加冠の儀を行った左大臣には、皇女である妻とのあいだにひとり娘がおり、たいせつに育てている。この姫君を東宮の后(きさき)として迎えたいと所望されてもいるが、左大臣は決心できかねている。というのもこの光君にこそ嫁がせたいと思っているからである。そこで、元服のこの時とばかり帝に意向を訊いてみると、

「元服して一人前となったのに、世話をする人もいないようだから、妻としたらいいのではないか」

との答えなので、左大臣もすっかり心を決めた。

夫となる光君

光君は休息所に退出し、人々が祝いの宴で酒を飲んでいる中、親王たちの末席に座った。隣に座った左大臣が、姫君のことをそれとなくほのめかすのだが、そういうことの恥ずかしい年頃である光君は、これといった返事もせずにいる。

御前に来るようにとの帝の言葉を内侍(ないし)が左大臣に伝えにくる。参上すると、帝付きの命婦(みょうぶ)を取り次ぎとして、褒美の品々が渡される。慣例の通り、白い大袿(おおうちき)に御衣(おんぞ)一揃いである。盃(さかずき)を受ける折に、あらためて帝から結婚の念を押される。

いときなきはつもとゆひに長き世を契(ちぎ)る心は結びこめつや
(幼い君がはじめて結んだ元結(もとゆい)に、あなたの娘との末永い縁を約束する気持ちを結びこめたか)

結びつる心も深きもとゆひに濃(こ)きむらさきの色しあせずは
(深い心をこめて結んだ元結ですから、その濃い紫の色があせないように、光君の御心も変わることがもしなければ、どんなにかうれしいでしょう)

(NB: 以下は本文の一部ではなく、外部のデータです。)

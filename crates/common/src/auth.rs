use base64::Engine;
use base64::alphabet;
use base64::engine::{DecodePaddingMode, GeneralPurpose, GeneralPurposeConfig};
use chrono::Utc;
use serde::{Deserialize, Serialize};
use thiserror::Error;
use tracing::warn;

pub const BEARER_PREFIX: &str = "Bearer ";

const TOKEN_PAYLOAD: GeneralPurpose = GeneralPurpose::new(
    &alphabet::URL_SAFE,
    GeneralPurposeConfig::new().with_decode_padding_mode(DecodePaddingMode::Indifferent),
);

#[derive(Debug, Clone, Serialize, Deserialize, PartialEq, Eq)]
pub struct TokenClaims {
    pub exp: i64,
    #[serde(default, skip_serializing_if = "Option::is_none")]
    pub iat: Option<i64>,
    #[serde(default, skip_serializing_if = "Option::is_none")]
    pub sub: Option<String>,
    #[serde(default, skip_serializing_if = "Option::is_none")]
    pub username: Option<String>,
}

impl TokenClaims {
    /// A token stops being usable during the second named by `exp`.
    pub fn is_expired_at(&self, now_unix: i64) -> bool {
        self.exp <= now_unix
    }

    pub fn remaining_secs(&self, now_unix: i64) -> i64 {
        (self.exp - now_unix).max(0)
    }
}

#[derive(Debug, Error)]
pub enum TokenError {
    #[error("token is not made of three dot-separated segments")]
    Malformed,
    #[error("token payload is not valid base64url: {0}")]
    Encoding(#[from] base64::DecodeError),
    #[error("token payload is not a valid claims object: {0}")]
    Claims(#[from] serde_json::Error),
}

pub fn strip_bearer(token: &str) -> &str {
    let token = token.trim();
    token.strip_prefix(BEARER_PREFIX).unwrap_or(token).trim_start()
}

pub fn bearer_header(token: &str) -> String {
    format!("{BEARER_PREFIX}{}", strip_bearer(token))
}

/// Extracts the token from an `Authorization: Bearer TOKEN` header value.
pub fn parse_bearer(header: &str) -> Option<&str> {
    let (scheme, token) = header.split_once(' ')?;
    (scheme == "Bearer" && !token.is_empty()).then_some(token)
}

/// Reads the claims of a JWT-shaped token without verifying its signature.
pub fn decode_claims(token: &str) -> Result<TokenClaims, TokenError> {
    let mut segments = strip_bearer(token).split('.');
    let (Some(_header), Some(payload), Some(_signature), None) = (
        segments.next(),
        segments.next(),
        segments.next(),
        segments.next(),
    ) else {
        return Err(TokenError::Malformed);
    };

    let bytes = TOKEN_PAYLOAD.decode(payload)?;
    Ok(serde_json::from_slice(&bytes)?)
}

pub fn is_token_expired_at(token: &str, now_unix: i64) -> bool {
    match decode_claims(token) {
        Ok(claims) => claims.is_expired_at(now_unix),
        Err(err) => {
            warn!(error = %err, "treating undecodable token as expired");
            true
        }
    }
}

pub fn now_unix() -> i64 {
    Utc::now().timestamp()
}

pub fn is_token_expired(token: &str) -> bool {
    is_token_expired_at(token, now_unix())
}
use std::io::{self, Read};
use std::path::{Path, PathBuf};

use anyhow::{Context, Result, bail};
use clap::{Parser, Subcommand};
use client_sdk::{DEFAULT_API_URL, WatchdogClient};
use common::HostInfo;
use common::auth::{decode_claims, now_unix};
use common::config::{WebhookKind, load_config_file};
use common::format::format_local_timestamp;
use natural_order::{Collation, compare, natural_sort_with};
use tracing::{info, warn};
use tracing_subscriber::EnvFilter;

#[derive(Debug, Parser)]
#[command(name = "watchdog")]
#[command(about = "CLI client for the storage miner watchdog")]
struct Cli {
    #[arg(long, env = "WATCHDOG_API_URL", default_value = DEFAULT_API_URL)]
    api_url: String,
    #[arg(long, env = "WATCHDOG_TOKEN", hide_env_values = true)]
    token: Option<String>,
    #[arg(long, env = "WATCHDOG_USERNAME")]
    username: Option<String>,
    #[arg(long, env = "WATCHDOG_PASSWORD", hide_env_values = true)]
    password: Option<String>,
    #[command(subcommand)]
    command: Commands,
}

#[derive(Debug, Subcommand)]
enum Commands {
    /// Sort lines of FILE (or stdin) in natural order.
    Sort {
        file: Option<PathBuf>,
        #[arg(long)]
        ignore_case: bool,
        #[arg(long)]
        reverse: bool,
    },
    /// Print -1, 0 or 1 for the natural order of two identifiers.
    Compare { left: String, right: String },
    Login,
    Hosts,
    Miners {
        #[arg(long)]
        host: Option<String>,
        #[arg(long)]
        json: bool,
    },
    Config {
        #[command(subcommand)]
        command: ConfigCommands,
    },
    TokenStatus,
}

#[derive(Debug, Subcommand)]
enum ConfigCommands {
    Show,
    Check { file: PathBuf },
    Push { file: PathBuf },
}

#[tokio::main]
async fn main() -> Result<()> {
    tracing_subscriber::fmt()
        .with_env_filter(
            EnvFilter::try_from_default_env().unwrap_or_else(|_| EnvFilter::new("warn")),
        )
        .with_target(false)
        .with_writer(io::stderr)
        .compact()
        .init();

    let cli = Cli::parse();

    match &cli.command {
        Commands::Sort {
            file,
            ignore_case,
            reverse,
        } => {
            let input = read_input(file.as_deref())?;
            let mut lines: Vec<&str> = input.lines().collect();
            let collation = if *ignore_case {
                Collation::CaseInsensitive
            } else {
                Collation::Ordinal
            };
            natural_sort_with(&mut lines, collation);
            if *reverse {
                lines.reverse();
            }
            for line in lines {
                println!("{line}");
            }
        }
        Commands::Compare { left, right } => {
            println!("{}", compare(left, right) as i32);
        }
        Commands::Login => {
            let (username, password) = credentials(&cli)?;
            let client = WatchdogClient::new(&cli.api_url)?;
            let login = client.login(username, password).await?;
            println!("{}", login.token);
        }
        Commands::Hosts => {
            let client = session(&cli).await?;
            for host in client.hosts().await? {
                println!("{host}");
            }
        }
        Commands::Miners { host, json } => {
            let client = session(&cli).await?;
            let hosts = client.host_info(host.as_deref()).await?;
            if *json {
                println!("{}", serde_json::to_string_pretty(&hosts)?);
            } else {
                for host in &hosts {
                    print_host(host);
                }
            }
        }
        Commands::Config { command } => match command {
            ConfigCommands::Show => {
                let client = session(&cli).await?;
                let config = client.config().await?;
                println!("{}", serde_json::to_string_pretty(&config)?);
            }
            ConfigCommands::Check { file } => {
                let config = load_config_file(file)?;
                for (url, kind) in config.alert.webhook_kinds() {
                    if kind == WebhookKind::Unknown {
                        warn!(url, "webhook vendor not recognised");
                    }
                    println!("webhook {kind}: {url}");
                }
                for host in &config.hosts {
                    let transport = if host.uses_tls() { "tls" } else { "plain" };
                    println!("host {}:{} ({transport})", host.ip, host.port);
                }
                config.validate()?;
                println!("config ok: {} host(s)", config.hosts.len());
            }
            ConfigCommands::Push { file } => {
                let config = load_config_file(file)?;
                let client = session(&cli).await?;
                let message = client.set_config(&config).await?;
                println!("{message}");
            }
        },
        Commands::TokenStatus => {
            let token = cli
                .token
                .as_deref()
                .context("token-status needs --token or WATCHDOG_TOKEN")?;
            let claims = decode_claims(token)?;
            let expires_at = format_local_timestamp(claims.exp)
                .unwrap_or_else(|| claims.exp.to_string());
            let now = now_unix();
            if claims.is_expired_at(now) {
                println!("expired at {expires_at}");
            } else {
                println!(
                    "valid until {expires_at} ({}s remaining)",
                    claims.remaining_secs(now)
                );
            }
        }
    }

    Ok(())
}

fn read_input(file: Option<&Path>) -> Result<String> {
    match file {
        Some(path) => std::fs::read_to_string(path)
            .with_context(|| format!("failed to read {}", path.display())),
        None => {
            let mut input = String::new();
            io::stdin()
                .read_to_string(&mut input)
                .context("failed to read stdin")?;
            Ok(input)
        }
    }
}

fn credentials(cli: &Cli) -> Result<(&str, &str)> {
    match (cli.username.as_deref(), cli.password.as_deref()) {
        (Some(username), Some(password)) => Ok((username, password)),
        _ => bail!("login needs --username and --password (or WATCHDOG_USERNAME/WATCHDOG_PASSWORD)"),
    }
}

async fn session(cli: &Cli) -> Result<WatchdogClient> {
    let client = WatchdogClient::new(&cli.api_url)?;

    if let Some(token) = &cli.token {
        client.set_token(token).await;
    } else if cli.username.is_some() {
        let (username, password) = credentials(cli)?;
        client.login(username, password).await?;
    } else {
        info!("no token or credentials given");
    }

    Ok(client)
}

fn print_host(host: &HostInfo) {
    println!("Host {}", host.host);
    if host.miner_info_list.is_empty() {
        println!("  (no storage nodes)");
        return;
    }

    let width = host
        .miner_info_list
        .iter()
        .map(|miner| miner.signature_acc.len())
        .max()
        .unwrap_or(0)
        .max("SIGNATURE ACCOUNT".len());

    println!(
        "  {:<width$}  {:<12}  {:<9}  CREATED",
        "SIGNATURE ACCOUNT", "STATUS", "PUNISHED"
    );
    for miner in &host.miner_info_list {
        let created = format_local_timestamp(miner.container.created).unwrap_or_default();
        println!(
            "  {:<width$}  {:<12}  {:<9}  {}",
            miner.signature_acc,
            miner.stat.status,
            if miner.is_punished() { "yes" } else { "no" },
            created
        );
    }

    let frozen = host
        .miner_info_list
        .iter()
        .filter(|miner| miner.is_frozen())
        .count();
    if frozen > 0 {
        println!("  {frozen} frozen");
    }
}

左大臣はそう応え、長橋(ながはし)から東庭に降りて拝舞をする。帝は馬寮(めりょう)の馬、蔵人所(くろうどどころ)の鷹(たか)を、さらなる褒美として与える。清涼殿正面の階段の下に親王や上達部(かんだちめ)が立ち並び、彼らもまた、それぞれの位に応じて褒美を受け取る。その日の、光君から帝に献上する品々、肴(さかな)の入った折櫃物(おりびつもの)、果物を詰めた籠物(こもの)などは、右大弁(うだいべん)が調えた。下々の役人用に弁当、反物の入った唐櫃(からびつ)など、置ききれないほどの品々が東庭に並び、東宮の元服の時よりもかえってはなやかで盛大な儀式となった。

左大臣と右大臣

その夜、光君は宮中から左大臣の邸(やしき)へと退出した。左大臣は婿入りの儀式を、前例もないほど立派に調えて丁重に光君をもてなす。光君はまだあどけなく、子どもっぽさが残っているが、左大臣たちはその様子を、畏れ多いほどうつくしい方だと思うのだった。光君より少し年上の姫君は、夫となる光君が自分より若いことに引け目を感じ、不釣り合いなのではないかと恥ずかしく思っている。